Like Stravinsky, Mozart did not start the season as a sprinter, but raced instead over the mile which his pedigree suggested would be his ideal trip. He even managed to reach second place in the Irish 2,000 Guineas on soft going, a performance which looks all the more impressive now that his strong suit has been revealed to be blistering speed. For the rest of the season though, six furlongs will be the limit.

Stravinsky went on to York, where he won the Nunthorpe Stakes, before finishing sixth in the Breeders' Cup Sprint. Mozart seems likely to follow the same path, although unlike Stravinsky, who used to come with a run, he may have enough speed to be able to lay up with the lightning-fast American sprinters.

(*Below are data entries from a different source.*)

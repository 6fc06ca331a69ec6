use std::sync::Arc;

use super::controller::RoundController;
use super::report::{RaceSummary, RoundReport};
use super::state::{SharedRoundState, ShutdownHandle};
use crate::config::RaceConfig;
use crate::error::{ConfigError, RaceError};
use crate::oracle::CipherOracle;

/// A controller plus its pool of searcher workers.
///
/// A race runs once: finishing it shuts down the shared state for good, so
/// build a new `Race` to race again.
pub struct Race<O> {
    controller: RoundController<O>,
    started: bool,
}

/// Shuts the race down when dropped, so workers are released even if the
/// controller thread unwinds.
struct ReleaseWorkers<'a>(&'a SharedRoundState);

impl Drop for ReleaseWorkers<'_> {
    fn drop(&mut self) {
        self.0.shutdown();
    }
}

impl<O: CipherOracle> Race<O> {
    pub fn new(config: RaceConfig, oracle: O) -> Result<Self, ConfigError> {
        Self::with_shared_oracle(config, Arc::new(oracle))
    }

    pub fn with_shared_oracle(config: RaceConfig, oracle: Arc<O>) -> Result<Self, ConfigError> {
        Ok(Self {
            controller: RoundController::new(config, oracle)?,
            started: false,
        })
    }

    pub fn controller(&self) -> &RoundController<O> {
        &self.controller
    }

    /// Token that stops the race from any thread
    pub fn shutdown_handle(&self) -> ShutdownHandle {
        self.controller.shutdown_handle()
    }

    /// Run rounds until `max_rounds` is reached or the race is cancelled.
    pub fn run(&mut self) -> Result<RaceSummary, RaceError> {
        self.run_with(|_| {})
    }

    /// Like [`Race::run`], calling `on_round` on the controller thread after
    /// every finished round.
    ///
    /// Workers run on scoped threads and are always released and joined before
    /// this returns, also when `on_round` panics. Cancellation is a normal way
    /// to stop and yields a summary with `cancelled` set. Calling this a second
    /// time returns [`RaceError::AlreadyRun`].
    pub fn run_with<F>(&mut self, on_round: F) -> Result<RaceSummary, RaceError>
    where
        F: FnMut(&RoundReport),
    {
        if self.started {
            return Err(RaceError::AlreadyRun);
        }
        self.started = true;

        let num_workers = self.controller.config().num_workers;
        let workers: Vec<_> = (0..num_workers)
            .map(|worker_id| self.controller.worker(worker_id))
            .collect();
        let shared = Arc::clone(self.controller.shared());

        tracing::info!(
            workers = num_workers,
            password_length = self.controller.config().password_length,
            "Starting race"
        );

        let controller = &mut self.controller;
        let (driven, joined) = crossbeam::thread::scope(|s| {
            let handles: Vec<_> = workers
                .into_iter()
                .map(|mut worker| s.spawn(move |_| worker.run()))
                .collect();

            // Release every worker, whatever ended the rounds.
            let release = ReleaseWorkers(&shared);
            let driven = drive_rounds(controller, on_round);
            drop(release);

            let joined: Vec<_> = handles.into_iter().map(|h| h.join()).collect();
            (driven, joined)
        })
        .map_err(|_| RaceError::WorkerPanic)?;

        let mut workers = Vec::with_capacity(joined.len());
        for result in joined {
            workers.push(result.map_err(|_| RaceError::WorkerPanic)?);
        }

        let (rounds, cancelled) = driven?;
        let summary = RaceSummary {
            rounds,
            workers,
            cancelled,
        };
        tracing::info!(
            rounds = summary.rounds.len(),
            cracked = summary.cracked(),
            timed_out = summary.timed_out(),
            cancelled,
            "Race finished"
        );
        Ok(summary)
    }
}

/// Controller loop. Returns the finished rounds and whether it stopped on
/// cancellation.
fn drive_rounds<O, F>(
    controller: &mut RoundController<O>,
    mut on_round: F,
) -> Result<(Vec<RoundReport>, bool), RaceError>
where
    O: CipherOracle,
    F: FnMut(&RoundReport),
{
    let limit = controller.config().round_limit();
    let timeout = controller.config().round_timeout();
    let pause = controller.config().round_pause();
    let shared = Arc::clone(controller.shared());
    let mut rounds = Vec::new();

    loop {
        if shared.is_shutdown() {
            return Ok((rounds, true));
        }

        let round = controller.start_round();
        match controller.run_round(&round, timeout) {
            Ok(report) => {
                on_round(&report);
                rounds.push(report);
            }
            Err(RaceError::Cancelled) => return Ok((rounds, true)),
            Err(err) => return Err(err),
        }

        if limit.is_some_and(|max| rounds.len() as u64 >= max) {
            return Ok((rounds, false));
        }
        if !pause.is_zero() && shared.wait_for_shutdown(pause) {
            return Ok((rounds, true));
        }
    }
}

"He's a very, very fast horse," O'Brien said, "and five furlongs [at York] would be no problem for him at all, you'd probably just let him go that bit earlier. Serious flat pace is what he has, and Mick said that when he asked him to quicken, he quickened. That was the killing kick."

In Europe at least, it is hard to believe that there will be a sprinter to beat him, particularly since the mare Cassandra Go, who was three and a half lengths behind in second place yesterday, is in foal, and has almost certainly run her last race.

America will offer the real challenge, and O'Brien and Kinane, to whom Group One milers, stayers and sprinters all seem to come alike, may be the men to meet it.

The £50,000 Bunbury Cup also fell to a front-runner, as Atavus, who finished fourth in the Royal Hunt Cup last month, stayed on strongly over yesterday's shorter trip to beat Hand Chime by three lengths. Atavus, well ridden by Jamie Mackay, burst clear over a furlong out, leaving a hot field trailing. The colt is trained by George Margarson, who was gaining the most valuable success of his career.

Atavus will now head back to Ascot for the Tote International Handicap, for which he is quoted at 10-1 by the sponsors, one point behind Surprise Encounter, the favourite, who beat him in the Hunt Cup.

The future also holds promise for Alexius and Gossamer, who both made winning debuts in the maidens which closed the meeting.

Alexius, a slow-maturing son of Rainbow Quest, holds an entry in the St Leger, while Gossamer, who was Luca Cumani's first two-year-old winner of the season, is a full sister to Barathea. "If she does well next time, we will look at the Cheveley Park," her trainer said.

* Noverre, the winner of the Poule d'Essai des Poulains (French 2,000 Guineas) at Longchamp in May, seems sure to be stripped of the race after his post-race sample showed traces of a banned medication. The Godolphin-owned colt tested positive for methylprednisolone, which is used to treat horses with arthritic problems. Simon Crisford, Godolphin's racing manager, said last night: "We accept the French findings and are resigned to Noverre being disqualified from the Classic. This is a one-off situation which could not have been foreseen because of the stringent guidelines which we follow."